▶ _Records for the exercise_
Content starts
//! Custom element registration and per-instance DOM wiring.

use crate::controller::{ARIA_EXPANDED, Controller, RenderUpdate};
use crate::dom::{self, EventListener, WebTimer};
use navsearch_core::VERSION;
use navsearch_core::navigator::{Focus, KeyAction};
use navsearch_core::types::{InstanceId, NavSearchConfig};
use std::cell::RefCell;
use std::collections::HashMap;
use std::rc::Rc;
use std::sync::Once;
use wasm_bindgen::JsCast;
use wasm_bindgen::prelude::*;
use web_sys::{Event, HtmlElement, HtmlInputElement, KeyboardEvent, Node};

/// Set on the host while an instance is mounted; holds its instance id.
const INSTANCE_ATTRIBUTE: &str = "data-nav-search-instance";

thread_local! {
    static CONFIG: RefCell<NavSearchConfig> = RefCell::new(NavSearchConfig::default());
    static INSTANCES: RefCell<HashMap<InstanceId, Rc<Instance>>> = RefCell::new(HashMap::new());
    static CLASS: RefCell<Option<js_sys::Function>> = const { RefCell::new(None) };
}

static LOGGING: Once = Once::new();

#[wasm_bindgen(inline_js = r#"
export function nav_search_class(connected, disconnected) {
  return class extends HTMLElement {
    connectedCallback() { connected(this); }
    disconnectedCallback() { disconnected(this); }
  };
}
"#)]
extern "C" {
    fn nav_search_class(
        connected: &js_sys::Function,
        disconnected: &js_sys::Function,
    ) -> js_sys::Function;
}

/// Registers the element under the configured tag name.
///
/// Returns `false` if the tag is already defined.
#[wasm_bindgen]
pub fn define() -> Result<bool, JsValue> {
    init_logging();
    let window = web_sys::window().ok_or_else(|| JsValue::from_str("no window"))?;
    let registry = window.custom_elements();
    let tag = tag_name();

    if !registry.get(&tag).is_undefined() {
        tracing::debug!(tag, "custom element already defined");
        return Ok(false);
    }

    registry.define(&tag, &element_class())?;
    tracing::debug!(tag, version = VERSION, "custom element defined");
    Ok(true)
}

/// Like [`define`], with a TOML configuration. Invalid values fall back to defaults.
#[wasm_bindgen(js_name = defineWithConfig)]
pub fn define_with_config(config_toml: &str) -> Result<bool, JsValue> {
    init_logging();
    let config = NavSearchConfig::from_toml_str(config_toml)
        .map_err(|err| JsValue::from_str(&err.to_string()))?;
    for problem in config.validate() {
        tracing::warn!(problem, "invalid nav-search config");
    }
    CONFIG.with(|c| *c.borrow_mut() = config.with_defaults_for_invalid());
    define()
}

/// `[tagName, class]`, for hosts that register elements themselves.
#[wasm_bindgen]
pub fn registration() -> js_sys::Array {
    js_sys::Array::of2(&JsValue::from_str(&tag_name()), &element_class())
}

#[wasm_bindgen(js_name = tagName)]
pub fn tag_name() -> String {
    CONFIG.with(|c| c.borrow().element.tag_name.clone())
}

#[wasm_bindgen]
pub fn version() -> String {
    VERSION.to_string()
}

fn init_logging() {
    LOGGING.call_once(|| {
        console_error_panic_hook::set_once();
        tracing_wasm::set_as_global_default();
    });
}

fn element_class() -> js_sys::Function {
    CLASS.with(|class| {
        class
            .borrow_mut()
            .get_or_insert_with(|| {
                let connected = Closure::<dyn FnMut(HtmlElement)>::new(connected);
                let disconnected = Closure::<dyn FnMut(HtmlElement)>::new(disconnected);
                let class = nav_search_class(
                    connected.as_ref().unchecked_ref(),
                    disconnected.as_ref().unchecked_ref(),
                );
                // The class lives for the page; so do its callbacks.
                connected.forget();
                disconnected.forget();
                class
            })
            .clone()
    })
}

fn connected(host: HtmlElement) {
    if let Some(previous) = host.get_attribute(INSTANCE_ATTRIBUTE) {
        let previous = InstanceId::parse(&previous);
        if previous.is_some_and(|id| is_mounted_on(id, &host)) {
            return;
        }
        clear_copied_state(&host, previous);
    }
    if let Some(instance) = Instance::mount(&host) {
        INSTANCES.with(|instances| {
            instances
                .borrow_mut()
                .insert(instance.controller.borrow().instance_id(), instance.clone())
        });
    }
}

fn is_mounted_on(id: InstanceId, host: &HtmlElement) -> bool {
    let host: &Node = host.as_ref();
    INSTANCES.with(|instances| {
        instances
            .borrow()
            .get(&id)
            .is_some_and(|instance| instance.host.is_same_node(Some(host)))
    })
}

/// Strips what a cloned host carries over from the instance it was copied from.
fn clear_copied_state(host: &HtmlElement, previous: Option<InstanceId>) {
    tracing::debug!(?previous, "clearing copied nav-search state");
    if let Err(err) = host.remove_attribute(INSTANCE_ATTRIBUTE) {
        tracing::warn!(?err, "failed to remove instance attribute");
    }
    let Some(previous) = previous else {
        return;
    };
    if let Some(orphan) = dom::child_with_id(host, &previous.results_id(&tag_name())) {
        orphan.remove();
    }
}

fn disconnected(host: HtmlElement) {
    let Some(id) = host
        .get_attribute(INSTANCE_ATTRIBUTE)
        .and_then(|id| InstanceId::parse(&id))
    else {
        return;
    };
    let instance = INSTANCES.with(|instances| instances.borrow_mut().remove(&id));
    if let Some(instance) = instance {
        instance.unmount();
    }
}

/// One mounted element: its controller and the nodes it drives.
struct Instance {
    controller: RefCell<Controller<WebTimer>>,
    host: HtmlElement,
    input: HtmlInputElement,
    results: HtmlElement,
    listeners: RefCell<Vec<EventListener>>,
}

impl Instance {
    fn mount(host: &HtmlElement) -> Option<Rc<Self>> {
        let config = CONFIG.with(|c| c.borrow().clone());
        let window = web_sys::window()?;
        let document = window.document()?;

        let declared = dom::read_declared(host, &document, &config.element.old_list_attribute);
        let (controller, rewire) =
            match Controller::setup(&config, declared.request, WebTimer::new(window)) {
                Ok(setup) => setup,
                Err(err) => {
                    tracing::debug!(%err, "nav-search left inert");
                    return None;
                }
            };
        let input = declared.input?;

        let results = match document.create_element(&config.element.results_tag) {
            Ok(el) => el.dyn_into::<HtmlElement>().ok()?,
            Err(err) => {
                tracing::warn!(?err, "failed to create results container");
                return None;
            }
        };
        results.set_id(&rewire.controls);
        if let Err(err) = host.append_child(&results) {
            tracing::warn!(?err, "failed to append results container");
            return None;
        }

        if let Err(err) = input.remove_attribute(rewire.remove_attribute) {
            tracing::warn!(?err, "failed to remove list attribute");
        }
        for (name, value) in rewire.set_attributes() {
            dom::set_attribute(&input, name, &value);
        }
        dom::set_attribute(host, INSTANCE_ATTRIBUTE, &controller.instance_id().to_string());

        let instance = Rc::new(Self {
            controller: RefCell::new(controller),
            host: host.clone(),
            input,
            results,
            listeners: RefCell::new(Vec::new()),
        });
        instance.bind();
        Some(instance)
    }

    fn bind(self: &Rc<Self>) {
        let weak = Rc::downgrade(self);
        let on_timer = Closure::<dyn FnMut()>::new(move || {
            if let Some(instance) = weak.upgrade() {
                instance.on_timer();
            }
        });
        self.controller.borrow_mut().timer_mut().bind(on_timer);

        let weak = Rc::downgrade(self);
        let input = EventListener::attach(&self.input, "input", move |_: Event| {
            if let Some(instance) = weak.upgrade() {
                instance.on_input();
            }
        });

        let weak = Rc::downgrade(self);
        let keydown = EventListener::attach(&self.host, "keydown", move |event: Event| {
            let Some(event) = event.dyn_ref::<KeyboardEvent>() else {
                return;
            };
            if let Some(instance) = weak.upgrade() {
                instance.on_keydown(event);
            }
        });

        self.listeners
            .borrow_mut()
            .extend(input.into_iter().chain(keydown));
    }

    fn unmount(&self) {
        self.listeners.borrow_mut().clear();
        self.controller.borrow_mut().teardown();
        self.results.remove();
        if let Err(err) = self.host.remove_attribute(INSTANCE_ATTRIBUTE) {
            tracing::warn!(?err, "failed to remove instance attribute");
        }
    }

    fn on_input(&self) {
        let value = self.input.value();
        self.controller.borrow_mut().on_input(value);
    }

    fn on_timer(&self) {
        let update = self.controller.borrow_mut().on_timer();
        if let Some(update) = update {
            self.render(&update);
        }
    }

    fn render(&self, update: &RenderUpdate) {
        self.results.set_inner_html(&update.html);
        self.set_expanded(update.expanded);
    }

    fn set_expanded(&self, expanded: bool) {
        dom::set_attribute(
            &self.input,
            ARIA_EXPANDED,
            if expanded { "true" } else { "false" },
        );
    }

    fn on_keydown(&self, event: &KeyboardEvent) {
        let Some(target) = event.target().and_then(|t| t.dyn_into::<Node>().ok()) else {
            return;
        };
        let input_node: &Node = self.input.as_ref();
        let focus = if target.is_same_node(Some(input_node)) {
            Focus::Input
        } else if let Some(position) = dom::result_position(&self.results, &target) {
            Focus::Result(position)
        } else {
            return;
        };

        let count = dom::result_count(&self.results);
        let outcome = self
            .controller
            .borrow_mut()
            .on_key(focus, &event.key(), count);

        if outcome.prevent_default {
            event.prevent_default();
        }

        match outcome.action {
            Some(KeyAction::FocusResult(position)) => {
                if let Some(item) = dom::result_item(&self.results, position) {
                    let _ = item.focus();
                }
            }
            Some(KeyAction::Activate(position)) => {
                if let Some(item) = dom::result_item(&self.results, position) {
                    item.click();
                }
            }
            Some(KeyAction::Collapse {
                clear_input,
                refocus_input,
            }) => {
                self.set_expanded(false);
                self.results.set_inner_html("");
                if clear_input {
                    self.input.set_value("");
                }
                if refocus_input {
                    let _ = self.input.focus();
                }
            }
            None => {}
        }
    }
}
Content ends
▶ _What to do_
Work out how many lines of the data hold the string "match". State only that number.

▶ _Task output_
3